Assignment:
Once you find the line with "- Raw terminal" in the data that follows, repeat it and every line after it exactly, through the line with "row, rounding down. Negative input maps to 0.".

[Saved data entries]
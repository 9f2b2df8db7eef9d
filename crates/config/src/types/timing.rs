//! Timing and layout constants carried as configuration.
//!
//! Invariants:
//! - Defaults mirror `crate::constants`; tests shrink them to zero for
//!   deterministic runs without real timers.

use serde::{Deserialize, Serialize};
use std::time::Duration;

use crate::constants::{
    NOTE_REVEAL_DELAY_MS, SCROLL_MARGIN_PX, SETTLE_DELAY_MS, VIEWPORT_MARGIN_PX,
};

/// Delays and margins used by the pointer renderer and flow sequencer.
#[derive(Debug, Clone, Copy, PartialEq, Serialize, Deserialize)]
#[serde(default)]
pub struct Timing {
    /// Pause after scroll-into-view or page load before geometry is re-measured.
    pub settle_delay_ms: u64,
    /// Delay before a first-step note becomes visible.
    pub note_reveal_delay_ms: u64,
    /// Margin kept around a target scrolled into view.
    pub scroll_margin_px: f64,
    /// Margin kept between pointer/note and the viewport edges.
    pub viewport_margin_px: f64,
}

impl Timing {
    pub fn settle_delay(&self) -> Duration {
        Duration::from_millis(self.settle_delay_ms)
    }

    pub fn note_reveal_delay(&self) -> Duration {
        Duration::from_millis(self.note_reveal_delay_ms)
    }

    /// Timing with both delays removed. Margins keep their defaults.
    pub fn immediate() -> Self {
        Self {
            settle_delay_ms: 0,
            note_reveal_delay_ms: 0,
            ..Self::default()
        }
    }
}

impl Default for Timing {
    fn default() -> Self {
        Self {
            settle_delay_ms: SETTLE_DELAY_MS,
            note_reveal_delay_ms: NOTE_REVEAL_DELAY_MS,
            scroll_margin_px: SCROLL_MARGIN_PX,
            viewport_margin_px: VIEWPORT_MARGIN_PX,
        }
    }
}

--

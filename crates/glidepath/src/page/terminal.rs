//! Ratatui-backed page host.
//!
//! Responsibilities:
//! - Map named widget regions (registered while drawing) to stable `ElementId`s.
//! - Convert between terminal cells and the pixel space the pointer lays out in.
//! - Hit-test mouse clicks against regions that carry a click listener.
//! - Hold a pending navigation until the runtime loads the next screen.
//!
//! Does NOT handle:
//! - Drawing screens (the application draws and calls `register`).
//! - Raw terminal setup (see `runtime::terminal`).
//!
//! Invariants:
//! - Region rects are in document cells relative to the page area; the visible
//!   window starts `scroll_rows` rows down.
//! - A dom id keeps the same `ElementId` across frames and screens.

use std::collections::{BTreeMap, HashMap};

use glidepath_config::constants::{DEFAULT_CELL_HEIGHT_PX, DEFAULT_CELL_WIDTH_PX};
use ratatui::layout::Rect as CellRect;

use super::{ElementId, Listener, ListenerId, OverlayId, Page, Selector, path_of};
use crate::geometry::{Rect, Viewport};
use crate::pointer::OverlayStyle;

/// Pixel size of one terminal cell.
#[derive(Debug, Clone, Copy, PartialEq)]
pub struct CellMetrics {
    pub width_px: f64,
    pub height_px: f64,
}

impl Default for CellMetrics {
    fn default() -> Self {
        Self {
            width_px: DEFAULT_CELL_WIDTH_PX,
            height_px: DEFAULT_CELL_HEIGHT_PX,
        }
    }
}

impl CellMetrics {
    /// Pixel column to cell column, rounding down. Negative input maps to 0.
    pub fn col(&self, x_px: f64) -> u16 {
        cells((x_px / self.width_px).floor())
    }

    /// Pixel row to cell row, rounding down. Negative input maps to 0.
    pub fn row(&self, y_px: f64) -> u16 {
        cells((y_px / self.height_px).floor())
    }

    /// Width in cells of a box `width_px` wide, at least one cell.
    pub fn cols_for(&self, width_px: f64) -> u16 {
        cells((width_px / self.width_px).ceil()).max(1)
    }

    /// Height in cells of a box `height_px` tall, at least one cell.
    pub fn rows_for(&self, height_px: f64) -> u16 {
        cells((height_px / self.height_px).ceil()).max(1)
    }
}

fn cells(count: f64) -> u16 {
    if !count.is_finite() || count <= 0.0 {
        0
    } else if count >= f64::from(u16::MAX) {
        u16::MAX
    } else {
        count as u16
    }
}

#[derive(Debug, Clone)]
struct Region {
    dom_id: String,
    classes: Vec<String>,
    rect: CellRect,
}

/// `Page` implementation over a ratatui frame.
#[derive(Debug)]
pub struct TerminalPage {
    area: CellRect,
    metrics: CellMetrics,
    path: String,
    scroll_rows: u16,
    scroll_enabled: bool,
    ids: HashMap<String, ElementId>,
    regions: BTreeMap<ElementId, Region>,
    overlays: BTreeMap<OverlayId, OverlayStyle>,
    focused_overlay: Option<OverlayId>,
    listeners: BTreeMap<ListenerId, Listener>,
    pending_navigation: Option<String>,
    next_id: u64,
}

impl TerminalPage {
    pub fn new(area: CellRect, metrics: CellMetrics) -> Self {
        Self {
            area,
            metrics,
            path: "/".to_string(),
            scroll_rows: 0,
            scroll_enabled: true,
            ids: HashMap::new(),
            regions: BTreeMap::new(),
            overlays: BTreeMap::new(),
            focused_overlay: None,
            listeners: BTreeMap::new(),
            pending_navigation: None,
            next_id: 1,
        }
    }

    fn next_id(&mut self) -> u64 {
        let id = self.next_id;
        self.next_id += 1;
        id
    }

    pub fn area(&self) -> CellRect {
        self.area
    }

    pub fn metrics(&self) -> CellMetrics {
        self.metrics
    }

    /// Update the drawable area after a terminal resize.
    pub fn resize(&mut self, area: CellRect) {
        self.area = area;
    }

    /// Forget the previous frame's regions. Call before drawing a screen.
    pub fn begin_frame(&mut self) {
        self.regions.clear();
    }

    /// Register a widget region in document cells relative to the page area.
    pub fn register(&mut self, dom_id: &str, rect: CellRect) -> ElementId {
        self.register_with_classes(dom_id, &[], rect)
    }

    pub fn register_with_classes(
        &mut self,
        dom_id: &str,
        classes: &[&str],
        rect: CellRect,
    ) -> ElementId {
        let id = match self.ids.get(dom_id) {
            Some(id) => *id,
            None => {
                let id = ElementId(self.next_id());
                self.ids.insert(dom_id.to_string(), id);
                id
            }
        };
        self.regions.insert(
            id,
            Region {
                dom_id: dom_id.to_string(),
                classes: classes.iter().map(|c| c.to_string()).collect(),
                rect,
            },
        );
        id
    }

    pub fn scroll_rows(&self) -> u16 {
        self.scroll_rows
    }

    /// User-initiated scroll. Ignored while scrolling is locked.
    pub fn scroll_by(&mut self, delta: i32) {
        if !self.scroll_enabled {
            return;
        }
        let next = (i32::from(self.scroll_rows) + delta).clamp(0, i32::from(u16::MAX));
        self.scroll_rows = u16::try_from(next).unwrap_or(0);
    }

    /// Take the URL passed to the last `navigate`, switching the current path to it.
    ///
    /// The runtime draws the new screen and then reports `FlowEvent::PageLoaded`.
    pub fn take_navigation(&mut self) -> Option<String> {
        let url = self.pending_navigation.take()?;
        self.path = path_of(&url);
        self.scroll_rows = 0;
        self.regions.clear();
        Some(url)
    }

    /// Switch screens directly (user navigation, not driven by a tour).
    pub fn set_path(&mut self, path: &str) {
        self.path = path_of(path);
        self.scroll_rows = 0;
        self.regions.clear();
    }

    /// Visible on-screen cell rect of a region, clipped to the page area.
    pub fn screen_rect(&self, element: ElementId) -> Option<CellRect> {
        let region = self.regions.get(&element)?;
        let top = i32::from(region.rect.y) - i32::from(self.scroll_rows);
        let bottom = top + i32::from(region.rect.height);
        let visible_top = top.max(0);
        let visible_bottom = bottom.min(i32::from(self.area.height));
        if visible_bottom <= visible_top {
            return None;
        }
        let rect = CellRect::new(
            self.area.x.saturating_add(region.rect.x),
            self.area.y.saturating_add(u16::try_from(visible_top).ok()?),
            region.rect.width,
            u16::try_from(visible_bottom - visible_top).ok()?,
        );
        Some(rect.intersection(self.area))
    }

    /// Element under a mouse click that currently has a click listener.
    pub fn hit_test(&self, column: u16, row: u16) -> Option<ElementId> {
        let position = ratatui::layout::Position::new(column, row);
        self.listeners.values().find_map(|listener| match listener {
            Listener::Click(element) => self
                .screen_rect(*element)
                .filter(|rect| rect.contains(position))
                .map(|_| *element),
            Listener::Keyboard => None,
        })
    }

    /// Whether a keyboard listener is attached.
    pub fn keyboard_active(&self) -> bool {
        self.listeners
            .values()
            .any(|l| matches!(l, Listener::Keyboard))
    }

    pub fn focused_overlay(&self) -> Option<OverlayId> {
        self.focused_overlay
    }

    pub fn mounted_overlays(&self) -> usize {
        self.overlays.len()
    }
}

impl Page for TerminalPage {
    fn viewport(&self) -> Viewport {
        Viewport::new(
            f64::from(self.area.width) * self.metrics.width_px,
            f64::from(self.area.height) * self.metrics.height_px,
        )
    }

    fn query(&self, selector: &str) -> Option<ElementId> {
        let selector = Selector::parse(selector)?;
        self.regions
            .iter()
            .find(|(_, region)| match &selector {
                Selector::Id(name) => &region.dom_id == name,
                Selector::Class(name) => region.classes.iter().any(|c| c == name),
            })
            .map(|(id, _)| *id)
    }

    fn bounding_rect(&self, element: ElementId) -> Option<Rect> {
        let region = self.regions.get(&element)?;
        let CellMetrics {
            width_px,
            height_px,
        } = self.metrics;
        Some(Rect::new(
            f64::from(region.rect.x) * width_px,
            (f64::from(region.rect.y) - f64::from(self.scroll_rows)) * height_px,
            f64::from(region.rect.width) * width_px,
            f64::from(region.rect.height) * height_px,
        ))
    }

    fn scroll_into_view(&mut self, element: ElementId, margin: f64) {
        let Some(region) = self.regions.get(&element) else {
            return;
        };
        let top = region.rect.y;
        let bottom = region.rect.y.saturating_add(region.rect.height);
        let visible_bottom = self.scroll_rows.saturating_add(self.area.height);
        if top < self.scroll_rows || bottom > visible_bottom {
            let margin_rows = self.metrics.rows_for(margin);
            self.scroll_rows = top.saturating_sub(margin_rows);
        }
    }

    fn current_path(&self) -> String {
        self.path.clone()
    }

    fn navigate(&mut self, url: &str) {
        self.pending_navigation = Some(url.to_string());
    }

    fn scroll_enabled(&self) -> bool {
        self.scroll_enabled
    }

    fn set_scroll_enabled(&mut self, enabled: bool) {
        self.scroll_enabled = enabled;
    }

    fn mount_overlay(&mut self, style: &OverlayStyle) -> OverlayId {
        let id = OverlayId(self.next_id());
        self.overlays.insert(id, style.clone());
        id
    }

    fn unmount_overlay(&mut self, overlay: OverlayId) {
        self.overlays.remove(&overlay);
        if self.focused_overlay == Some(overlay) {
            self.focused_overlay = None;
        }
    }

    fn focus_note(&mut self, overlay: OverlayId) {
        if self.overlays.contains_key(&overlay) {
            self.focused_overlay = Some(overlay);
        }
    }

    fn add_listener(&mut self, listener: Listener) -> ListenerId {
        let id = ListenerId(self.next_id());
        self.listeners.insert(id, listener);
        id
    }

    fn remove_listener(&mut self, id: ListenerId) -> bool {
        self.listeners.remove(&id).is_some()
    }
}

--

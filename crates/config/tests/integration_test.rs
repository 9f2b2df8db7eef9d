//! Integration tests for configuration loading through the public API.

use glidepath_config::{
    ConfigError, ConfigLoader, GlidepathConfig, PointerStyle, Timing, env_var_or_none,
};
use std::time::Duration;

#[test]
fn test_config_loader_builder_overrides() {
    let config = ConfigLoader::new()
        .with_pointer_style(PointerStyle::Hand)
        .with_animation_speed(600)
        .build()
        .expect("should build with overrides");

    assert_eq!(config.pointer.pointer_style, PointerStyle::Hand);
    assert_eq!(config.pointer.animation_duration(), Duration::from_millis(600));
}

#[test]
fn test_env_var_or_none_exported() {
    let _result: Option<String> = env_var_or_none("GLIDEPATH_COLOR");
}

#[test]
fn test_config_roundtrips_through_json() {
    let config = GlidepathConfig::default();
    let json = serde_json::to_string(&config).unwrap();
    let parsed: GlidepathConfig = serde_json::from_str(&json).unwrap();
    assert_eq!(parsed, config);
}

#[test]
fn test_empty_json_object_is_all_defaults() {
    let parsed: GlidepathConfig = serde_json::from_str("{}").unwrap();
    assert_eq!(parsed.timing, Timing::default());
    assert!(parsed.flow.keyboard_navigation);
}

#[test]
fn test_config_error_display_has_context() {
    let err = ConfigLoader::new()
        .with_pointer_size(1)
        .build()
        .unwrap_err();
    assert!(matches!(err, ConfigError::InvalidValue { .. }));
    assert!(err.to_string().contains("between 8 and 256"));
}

Solution:
//! - Raw terminal setup (see `runtime::terminal`).
//!
//! Invariants:
//! - Region rects are in document cells relative to the page area; the visible
//!   window starts `scroll_rows` rows down.
//! - A dom id keeps the same `ElementId` across frames and screens.

use std::collections::{BTreeMap, HashMap};

use glidepath_config::constants::{DEFAULT_CELL_HEIGHT_PX, DEFAULT_CELL_WIDTH_PX};
use ratatui::layout::Rect as CellRect;

use super::{ElementId, Listener, ListenerId, OverlayId, Page, Selector, path_of};
use crate::geometry::{Rect, Viewport};
use crate::pointer::OverlayStyle;

/// Pixel size of one terminal cell.
#[derive(Debug, Clone, Copy, PartialEq)]
pub struct CellMetrics {
    pub width_px: f64,
    pub height_px: f64,
}

impl Default for CellMetrics {
    fn default() -> Self {
        Self {
            width_px: DEFAULT_CELL_WIDTH_PX,
            height_px: DEFAULT_CELL_HEIGHT_PX,
        }
    }
}

impl CellMetrics {
    /// Pixel column to cell column, rounding down. Negative input maps to 0.
    pub fn col(&self, x_px: f64) -> u16 {
        cells((x_px / self.width_px).floor())
    }

    /// Pixel row to cell row, rounding down. Negative input maps to 0.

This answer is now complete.